From his comments, I'd say that he is emotionally abusing you.
Whether or not you looked different when you first married.
Whether or not you need to actually lose weight.
Whether or not he "feels something down there."
None of these things really matter.
What matters is the way he's getting these messages across - and the fact that they're so important to him, that he mentions them all the time!
Please consider that his comments don't mean ANYTHING except that he is currently being mean and small-minded. I would say from experience this situation has much more to do with him - his own insecurities - than with you.
And the bottom line is - really - how YOU feel about YOURself. If it ain't broke then there's no need to fix it. You don't sound broke to me.
I was in a 2-year relationship during which my DP told me I was fat, frequently. He told me I was unathletic and stupid. If I got upset by any of it he'd say, "Quit being a baby."

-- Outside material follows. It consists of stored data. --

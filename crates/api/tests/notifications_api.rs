//! Integration tests for the `/notifications` query surface.

mod common;

use std::time::Duration;

use axum::http::StatusCode;
use chrono::Utc;
use common::{body_json, get, post, post_json, put};
use minishop_core::{NewNotification, Severity};
use minishop_events::Transport;
use serde_json::json;

fn seed(t: &common::TestApp, notification_type: &str, message: &str) -> u64 {
    t.store
        .insert(NewNotification::new(
            notification_type,
            "Seeded",
            message,
            Severity::Info,
        ))
        .id
}

// ---------------------------------------------------------------------------
// Listing
// ---------------------------------------------------------------------------

#[tokio::test]
async fn list_returns_newest_first() {
    let t = common::build_test_app();
    seed(&t, "ORDER_CREATED", "first");
    seed(&t, "ORDER_CREATED", "second");

    let response = get(&t.app, "/notifications").await;
    assert_eq!(response.status(), StatusCode::OK);

    let json = body_json(response).await;
    let items = json.as_array().unwrap();
    assert_eq!(items.len(), 2);
    assert_eq!(items[0]["message"], "second");
    assert_eq!(items[0]["type"], "ORDER_CREATED");
    assert_eq!(items[0]["read"], false);
    assert!(items[0]["createdAt"].is_string());
}

#[tokio::test]
async fn recent_defaults_to_fifty() {
    let t = common::build_test_app();
    for i in 0..60 {
        seed(&t, "LOW_STOCK", &format!("n{i}"));
    }

    let json = body_json(get(&t.app, "/notifications/recent").await).await;
    assert_eq!(json.as_array().unwrap().len(), 50);

    let json = body_json(get(&t.app, "/notifications/recent?limit=3").await).await;
    let items = json.as_array().unwrap();
    assert_eq!(items.len(), 3);
    assert_eq!(items[0]["message"], "n59");
}

#[tokio::test]
async fn malformed_limit_is_a_json_client_error() {
    let t = common::build_test_app();

    for uri in ["/notifications/recent?limit=-1", "/notifications/recent?limit=abc"] {
        let response = get(&t.app, uri).await;
        assert_eq!(response.status(), StatusCode::BAD_REQUEST, "{uri}");
        let json = body_json(response).await;
        assert_eq!(json["code"], "BAD_REQUEST");
        assert!(json["error"].is_string());
    }
}

#[tokio::test]
async fn by_type_filters_on_exact_tag() {
    let t = common::build_test_app();
    seed(&t, "ORDER_CREATED", "o");
    seed(&t, "LOW_STOCK", "l");

    let json = body_json(get(&t.app, "/notifications/type/LOW_STOCK").await).await;
    let items = json.as_array().unwrap();
    assert_eq!(items.len(), 1);
    assert_eq!(items[0]["message"], "l");

    let json = body_json(get(&t.app, "/notifications/type/NOPE").await).await;
    assert!(json.as_array().unwrap().is_empty());
}

#[tokio::test]
async fn since_excludes_older_notifications() {
    let t = common::build_test_app();
    let t0 = Utc::now() - chrono::Duration::hours(1);
    t.store.insert(
        NewNotification::new("X", "Old", "old", Severity::Info)
            .with_created_at(t0 - chrono::Duration::hours(1)),
    );
    seed(&t, "X", "new");

    let uri = format!(
        "/notifications/since?timestamp={}",
        t0.format("%Y-%m-%dT%H:%M:%S")
    );
    let json = body_json(get(&t.app, &uri).await).await;
    let items = json.as_array().unwrap();
    assert_eq!(items.len(), 1);
    assert_eq!(items[0]["message"], "new");
}

#[tokio::test]
async fn since_accepts_minute_precision() {
    let t = common::build_test_app();
    seed(&t, "X", "new");

    let response = get(&t.app, "/notifications/since?timestamp=2000-01-01T00:00").await;
    assert_eq!(response.status(), StatusCode::OK);
    assert_eq!(body_json(response).await.as_array().unwrap().len(), 1);
}

#[tokio::test]
async fn since_with_bad_timestamp_is_a_client_error() {
    let t = common::build_test_app();

    let response = get(&t.app, "/notifications/since?timestamp=last-tuesday").await;
    assert_eq!(response.status(), StatusCode::BAD_REQUEST);
    let json = body_json(response).await;
    assert_eq!(json["code"], "BAD_REQUEST");
}

// ---------------------------------------------------------------------------
// Read flags
// ---------------------------------------------------------------------------

#[tokio::test]
async fn mark_read_reports_success_and_is_idempotent() {
    let t = common::build_test_app();
    let id = seed(&t, "X", "a");
    seed(&t, "X", "b");

    for _ in 0..2 {
        let json = body_json(put(&t.app, &format!("/notifications/{id}/read")).await).await;
        assert_eq!(json["success"], true);
        assert_eq!(json["message"], "Notification marked as read");
    }

    let json = body_json(get(&t.app, "/notifications/unread").await).await;
    assert_eq!(json.as_array().unwrap().len(), 1);
    let json = body_json(get(&t.app, "/notifications/unread-count").await).await;
    assert_eq!(json["count"], 1);
}

#[tokio::test]
async fn mark_read_unknown_or_malformed_id_is_not_found() {
    let t = common::build_test_app();
    seed(&t, "X", "a");

    for uri in ["/notifications/999/read", "/notifications/abc/read"] {
        let response = put(&t.app, uri).await;
        assert_eq!(response.status(), StatusCode::OK);
        let json = body_json(response).await;
        assert_eq!(json["success"], false);
        assert_eq!(json["message"], "Notification not found");
    }
    assert_eq!(t.store.unread_count(), 1);
}

#[tokio::test]
async fn read_all_clears_unread() {
    let t = common::build_test_app();
    seed(&t, "X", "a");
    seed(&t, "Y", "b");

    let json = body_json(put(&t.app, "/notifications/read-all").await).await;
    assert_eq!(json["success"], true);
    assert_eq!(json["message"], "All notifications marked as read");

    let json = body_json(get(&t.app, "/notifications/unread").await).await;
    assert!(json.as_array().unwrap().is_empty());
}

// ---------------------------------------------------------------------------
// Stats
// ---------------------------------------------------------------------------

#[tokio::test]
async fn stats_reports_counts_by_type_and_severity() {
    let t = common::build_test_app();
    let id = seed(&t, "ORDER_CREATED", "a");
    seed(&t, "ORDER_CREATED", "b");
    seed(&t, "LOW_STOCK", "c");
    t.store.mark_read(id);

    let json = body_json(get(&t.app, "/notifications/stats").await).await;
    assert_eq!(json["total"], 3);
    assert_eq!(json["unread"], 2);
    assert_eq!(json["byType"]["ORDER_CREATED"], 2);
    assert_eq!(json["byType"]["LOW_STOCK"], 1);
    assert_eq!(json["bySeverity"]["INFO"], 3);
    assert!(json["lastUpdate"].is_string());
}

// ---------------------------------------------------------------------------
// Synthetic injection
// ---------------------------------------------------------------------------

#[tokio::test]
async fn test_endpoint_uses_defaults() {
    let t = common::build_test_app();

    let response = post(&t.app, "/notifications/test").await;
    assert_eq!(response.status(), StatusCode::OK);

    let json = body_json(response).await;
    assert_eq!(json["type"], "TEST");
    assert_eq!(json["title"], "Test Notification");
    assert_eq!(json["message"], "This is a test notification");
    assert_eq!(json["severity"], "INFO");
    assert_eq!(t.store.len(), 1);
}

#[tokio::test]
async fn test_endpoint_accepts_overrides() {
    let t = common::build_test_app();

    let json = body_json(
        post(
            &t.app,
            "/notifications/test?type=LOW_STOCK&title=Low&message=Mug&severity=warning",
        )
        .await,
    )
    .await;
    assert_eq!(json["type"], "LOW_STOCK");
    assert_eq!(json["severity"], "WARNING");
    assert_eq!(json["message"], "Mug");
}

#[tokio::test]
async fn test_endpoint_rejects_unknown_severity() {
    let t = common::build_test_app();

    let response = post(&t.app, "/notifications/test?severity=LOUD").await;
    assert_eq!(response.status(), StatusCode::BAD_REQUEST);
    assert_eq!(body_json(response).await["code"], "VALIDATION_ERROR");
    assert!(t.store.is_empty());
}

// ---------------------------------------------------------------------------
// Direct send
// ---------------------------------------------------------------------------

#[tokio::test]
async fn send_publishes_direct_notification() {
    let t = common::build_test_app();
    let mut subscription = t.bus.subscribe("notifications.send").await.unwrap();

    let response = post_json(
        &t.app,
        "/notifications/send",
        json!({ "message": "Shelf 4 restocked", "userId": "ops" }),
    )
    .await;
    assert_eq!(response.status(), StatusCode::ACCEPTED);
    assert_eq!(body_json(response).await["success"], true);

    let message = subscription
        .next_message(Duration::from_secs(1))
        .await
        .unwrap()
        .expect("direct notification should be published");
    let payload: serde_json::Value = serde_json::from_slice(&message.payload).unwrap();
    assert_eq!(payload["message"], "Shelf 4 restocked");
    assert_eq!(payload["userId"], "ops");
    assert!(payload["timestamp"].is_string());
}

#[tokio::test]
async fn send_without_message_is_rejected() {
    let t = common::build_test_app();

    let response = post_json(&t.app, "/notifications/send", json!({ "userId": "ops" })).await;
    assert_eq!(response.status(), StatusCode::BAD_REQUEST);
}

#[tokio::test]
async fn send_while_broker_down_is_unavailable() {
    let t = common::build_test_app();
    t.bus.disconnect();

    let response = post_json(&t.app, "/notifications/send", json!({ "message": "hi" })).await;
    assert_eq!(response.status(), StatusCode::SERVICE_UNAVAILABLE);
}
//! One cancellable worker per subscribed subject.
//!
//! Each worker waits for the transport to be connected, subscribes, then
//! polls for messages with a bounded timeout and hands every message to the
//! [`EventHandler`]. A failing or panicking handler is logged and the loop
//! carries on; a subscription whose stream ends is re-established. Workers
//! stop when the manager's cancellation token fires.

use std::panic::AssertUnwindSafe;
use std::sync::Arc;
use std::time::Duration;

use minishop_core::{EventKind, SubjectMap};
use parking_lot::Mutex;
use tokio::task::JoinHandle;
use tokio_util::sync::CancellationToken;

use crate::dispatcher::{DomainEvent, EventHandler};
use crate::transport::{ConnectionState, InboundMessage, Transport, TransportError};

/// How long a worker waits for the next message before checking for
/// cancellation again.
pub const DEFAULT_POLL_TIMEOUT: Duration = Duration::from_secs(1);

/// Pause between readiness checks while the transport is not connected.
pub const DEFAULT_READINESS_INTERVAL: Duration = Duration::from_millis(100);

struct Worker {
    subject: String,
    handle: JoinHandle<()>,
}

/// Everything a worker task needs, cloned out of the manager.
#[derive(Clone)]
struct WorkerContext {
    transport: Arc<dyn Transport>,
    cancel: CancellationToken,
    poll_timeout: Duration,
    readiness_interval: Duration,
}

pub struct SubscriptionManager {
    ctx: WorkerContext,
    workers: Mutex<Vec<Worker>>,
}

impl SubscriptionManager {
    pub fn new(transport: Arc<dyn Transport>, cancel: CancellationToken) -> Self {
        Self::with_timing(transport, cancel, DEFAULT_POLL_TIMEOUT, DEFAULT_READINESS_INTERVAL)
    }

    pub fn with_timing(
        transport: Arc<dyn Transport>,
        cancel: CancellationToken,
        poll_timeout: Duration,
        readiness_interval: Duration,
    ) -> Self {
        Self {
            ctx: WorkerContext {
                transport,
                cancel,
                poll_timeout,
                readiness_interval,
            },
            workers: Mutex::new(Vec::new()),
        }
    }

    /// Spawn a worker that feeds every message on `subject` to `handler`
    /// as an event of `kind`.
    pub fn start_listening(
        &self,
        subject: impl Into<String>,
        kind: EventKind,
        handler: Arc<dyn EventHandler>,
    ) {
        let subject = subject.into();
        let ctx = self.ctx.clone();
        let handle = tokio::spawn(run_worker(ctx, subject.clone(), kind, handler));
        self.workers.lock().push(Worker { subject, handle });
    }

    /// One worker per route in `subjects`.
    pub fn start_all(&self, subjects: &SubjectMap, handler: Arc<dyn EventHandler>) {
        for route in subjects.routes() {
            self.start_listening(route.subject.clone(), route.kind.clone(), Arc::clone(&handler));
        }
        tracing::info!(workers = self.worker_count(), "Subscription workers started");
    }

    pub fn worker_count(&self) -> usize {
        self.workers.lock().len()
    }

    /// Cancel every worker and wait up to `timeout` for each to finish.
    pub async fn shutdown(&self, timeout: Duration) {
        tracing::info!("Shutting down subscription workers");
        self.ctx.cancel.cancel();

        let workers = std::mem::take(&mut *self.workers.lock());
        for worker in workers {
            if tokio::time::timeout(timeout, worker.handle).await.is_err() {
                tracing::warn!(subject = %worker.subject, "Worker did not stop in time");
            }
        }

        tracing::info!("Subscription workers stopped");
    }
}

// ---------------------------------------------------------------------------
// Worker loop
// ---------------------------------------------------------------------------

enum Outcome {
    Cancelled,
    /// The subscription ended; subscribe again.
    Resubscribe,
}

async fn run_worker(
    ctx: WorkerContext,
    subject: String,
    kind: EventKind,
    handler: Arc<dyn EventHandler>,
) {
    loop {
        if !wait_until_connected(&ctx).await {
            break;
        }

        let subscription = match ctx.transport.subscribe(&subject).await {
            Ok(subscription) => subscription,
            Err(TransportError::Closed) => break,
            Err(e) => {
                tracing::warn!(subject = %subject, error = %e, "Subscribe failed, retrying");
                if !pause(&ctx).await {
                    break;
                }
                continue;
            }
        };

        tracing::info!(subject = %subject, kind = %kind, "Listening");

        match poll_messages(&ctx, subscription, &kind, handler.as_ref()).await {
            Outcome::Cancelled => break,
            Outcome::Resubscribe => {
                tracing::warn!(subject = %subject, "Subscription closed, resubscribing");
            }
        }
    }

    tracing::debug!(subject = %subject, "Worker stopped");
}

async fn poll_messages(
    ctx: &WorkerContext,
    mut subscription: crate::transport::Subscription,
    kind: &EventKind,
    handler: &dyn EventHandler,
) -> Outcome {
    loop {
        let next = tokio::select! {
            _ = ctx.cancel.cancelled() => return Outcome::Cancelled,
            next = subscription.next_message(ctx.poll_timeout) => next,
        };

        match next {
            Ok(Some(message)) => handle_message(message, kind, handler),
            Ok(None) => {}
            Err(TransportError::SubscriptionClosed(_)) => return Outcome::Resubscribe,
            Err(e) => {
                tracing::warn!(subject = %subscription.subject(), error = %e, "Poll failed");
            }
        }
    }
}

fn handle_message(message: InboundMessage, kind: &EventKind, handler: &dyn EventHandler) {
    let subject = message.subject.clone();
    let event = DomainEvent {
        kind: kind.clone(),
        payload: message.payload,
        subject: message.subject,
    };

    match std::panic::catch_unwind(AssertUnwindSafe(|| handler.handle(event))) {
        Ok(Ok(())) => {}
        Ok(Err(e)) => {
            tracing::warn!(subject = %subject, error = %e, "Dropping message that failed to handle");
        }
        Err(_) => {
            tracing::error!(subject = %subject, "Event handler panicked, message dropped");
        }
    }
}

/// Sleep until the transport reports connected. Returns `false` when the
/// worker should stop instead.
async fn wait_until_connected(ctx: &WorkerContext) -> bool {
    loop {
        match ctx.transport.monitor().state() {
            ConnectionState::Connected => return true,
            ConnectionState::Closed => return false,
            ConnectionState::Pending | ConnectionState::Disconnected => {
                if !pause(ctx).await {
                    return false;
                }
            }
        }
    }
}

/// Sleep for the readiness interval. Returns `false` if cancelled.
async fn pause(ctx: &WorkerContext) -> bool {
    tokio::select! {
        _ = ctx.cancel.cancelled() => false,
        _ = tokio::time::sleep(ctx.readiness_interval) => true,
    }
}

// ---------------------------------------------------------------------------
// Tests
// ---------------------------------------------------------------------------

I was 8 stone at the time, had been skiing and running most of my life, & knew deep down I had every right to be hurt - that there was a proper way - a loving way - of saying things - the right way to talk to one's DP - but I could never articulate any of this!!
You are not the problem. The truth never mattered to my ex. He was seeing what he wanted to see, making it up, trying to isolate & control me. And even if you have a high BMI, who cares??? It's your DP's duty to love you for just who you are.
Please don't feel bad about yourself or feel you need to please him or cater to any of his ridiculous suggestions.
I'm so sorry you're in this situation.